=== ASSIGNMENT ===
Each entry listed below should be reproduced word for word.

[Dataset entries]
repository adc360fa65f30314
pub mod runtime;
// External crates
use serde::Serialize;
use std::collections::BTreeMap;

/// UE identifier as captured from the `UE RNTI <id>` marker.
pub type UeId = String;

/// Per-UE metric records for one scan of the log, ordered by UE identifier.
pub type UeMetrics = BTreeMap<UeId, MetricRecord>;

/// Downlink half of a [`MetricRecord`]. Every field stays `None` until a log
/// line for the owning UE provides it.
#[derive(Debug, Default, Clone, PartialEq, Serialize)]
pub struct DownlinkMetrics {
    /// Reference signal received power, dBm.
    #[serde(rename = "RSRP")]
    pub rsrp: Option<i64>,
    /// Channel quality indicator.
    #[serde(rename = "CQI")]
    pub cqi: Option<i64>,
    /// Downlink block error rate.
    #[serde(rename = "BLER")]
    pub bler: Option<f64>,
    /// Downlink modulation and coding scheme.
    #[serde(rename = "MCS")]
    pub mcs: Option<i64>,
    /// MAC `TX` byte counter.
    pub transmitted_bytes: Option<i64>,
}

impl DownlinkMetrics {
    /// `true` once every downlink field has been observed.
    pub fn is_complete(&self) -> bool {
        self.rsrp.is_some()
            && self.cqi.is_some()
            && self.bler.is_some()
            && self.mcs.is_some()
            && self.transmitted_bytes.is_some()
    }
}

/// Uplink half of a [`MetricRecord`].
///
/// `prb` and `snr` are not present in the MAC statistics log and are always
/// reported as `0`.
#[derive(Debug, Default, Clone, PartialEq, Serialize)]
pub struct UplinkMetrics {
    /// Uplink block error rate.
    #[serde(rename = "BLER")]
    pub bler: Option<f64>,
    /// Uplink modulation and coding scheme.
    #[serde(rename = "MCS")]
    pub mcs: Option<i64>,
    /// Allocated resource blocks.
    #[serde(rename = "PRB")]
    pub prb: i64,
    /// Signal to noise ratio.
    #[serde(rename = "SNR")]
    pub snr: i64,
    /// MAC `RX` byte counter.
    pub transmitted_bytes: Option<i64>,
}

impl UplinkMetrics {
    /// `true` once every parsed uplink field has been observed.
    pub fn is_complete(&self) -> bool {
        self.bler.is_some() && self.mcs.is_some() && self.transmitted_bytes.is_some()
    }
}

/// Radio link metrics accumulated for a single UE during one scan.
#[derive(Debug, Clone, PartialEq, Serialize)]
pub struct MetricRecord {
    /// Owning UE; the map key carries it in serialized form.
    #[serde(skip)]
    pub ue_id: UeId,
    /// Downlink half.
    pub downlink: DownlinkMetrics,
    /// Uplink half.
    pub uplink: UplinkMetrics,
}

impl MetricRecord {
    /// Fresh record with every optional field unset.
    pub fn new(ue_id: impl Into<UeId>) -> Self {
        Self {
            ue_id: ue_id.into(),
            downlink: DownlinkMetrics::default(),
            uplink: UplinkMetrics::default(),
        }
    }

    /// A record is only shipped when both directions are fully populated.
    pub fn is_complete(&self) -> bool {
        self.downlink.is_complete() && self.uplink.is_complete()
    }
}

=== RESULT ===
repository adc360fa65f30314
pub mod runtime;
// External crates
use serde::Serialize;
use std::collections::BTreeMap;

/// UE identifier as captured from the `UE RNTI <id>` marker.
pub type UeId = String;

/// Per-UE metric records for one scan of the log, ordered by UE identifier.
pub type UeMetrics = BTreeMap<UeId, MetricRecord>;

/// Downlink half of a [`MetricRecord`]. Every field stays `None` until a log
/// line for the owning UE provides it.
#[derive(Debug, Default, Clone, PartialEq, Serialize)]
pub struct DownlinkMetrics {
    /// Reference signal received power, dBm.
    #[serde(rename = "RSRP")]
    pub rsrp: Option<i64>,
    /// Channel quality indicator.
    #[serde(rename = "CQI")]
    pub cqi: Option<i64>,
    /// Downlink block error rate.
    #[serde(rename = "BLER")]
    pub bler: Option<f64>,
    /// Downlink modulation and coding scheme.
    #[serde(rename = "MCS")]
    pub mcs: Option<i64>,
    /// MAC `TX` byte counter.
    pub transmitted_bytes: Option<i64>,
}

impl DownlinkMetrics {
    /// `true` once every downlink field has been observed.
    pub fn is_complete(&self) -> bool {
        self.rsrp.is_some()
            && self.cqi.is_some()
            && self.bler.is_some()
            && self.mcs.is_some()
            && self.transmitted_bytes.is_some()
    }
}

/// Uplink half of a [`MetricRecord`].
///
/// `prb` and `snr` are not present in the MAC statistics log and are always
/// reported as `0`.
#[derive(Debug, Default, Clone, PartialEq, Serialize)]
pub struct UplinkMetrics {
    /// Uplink block error rate.
    #[serde(rename = "BLER")]
    pub bler: Option<f64>,
    /// Uplink modulation and coding scheme.
    #[serde(rename = "MCS")]
    pub mcs: Option<i64>,
    /// Allocated resource blocks.
    #[serde(rename = "PRB")]
    pub prb: i64,
    /// Signal to noise ratio.
    #[serde(rename = "SNR")]
    pub snr: i64,
    /// MAC `RX` byte counter.
    pub transmitted_bytes: Option<i64>,
}

impl UplinkMetrics {
    /// `true` once every parsed uplink field has been observed.
    pub fn is_complete(&self) -> bool {
        self.bler.is_some() && self.mcs.is_some() && self.transmitted_bytes.is_some()
    }
}

/// Radio link metrics accumulated for a single UE during one scan.
#[derive(Debug, Clone, PartialEq, Serialize)]
pub struct MetricRecord {
    /// Owning UE; the map key carries it in serialized form.
    #[serde(skip)]
    pub ue_id: UeId,
    /// Downlink half.
    pub downlink: DownlinkMetrics,
    /// Uplink half.
    pub uplink: UplinkMetrics,
}

impl MetricRecord {
    /// Fresh record with every optional field unset.
    pub fn new(ue_id: impl Into<UeId>) -> Self {
        Self {
            ue_id: ue_id.into(),
            downlink: DownlinkMetrics::default(),
            uplink: UplinkMetrics::default(),
        }
    }

    /// A record is only shipped when both directions are fully populated.
    pub fn is_complete(&self) -> bool {
        self.downlink.is_complete() && self.uplink.is_complete()
    }
}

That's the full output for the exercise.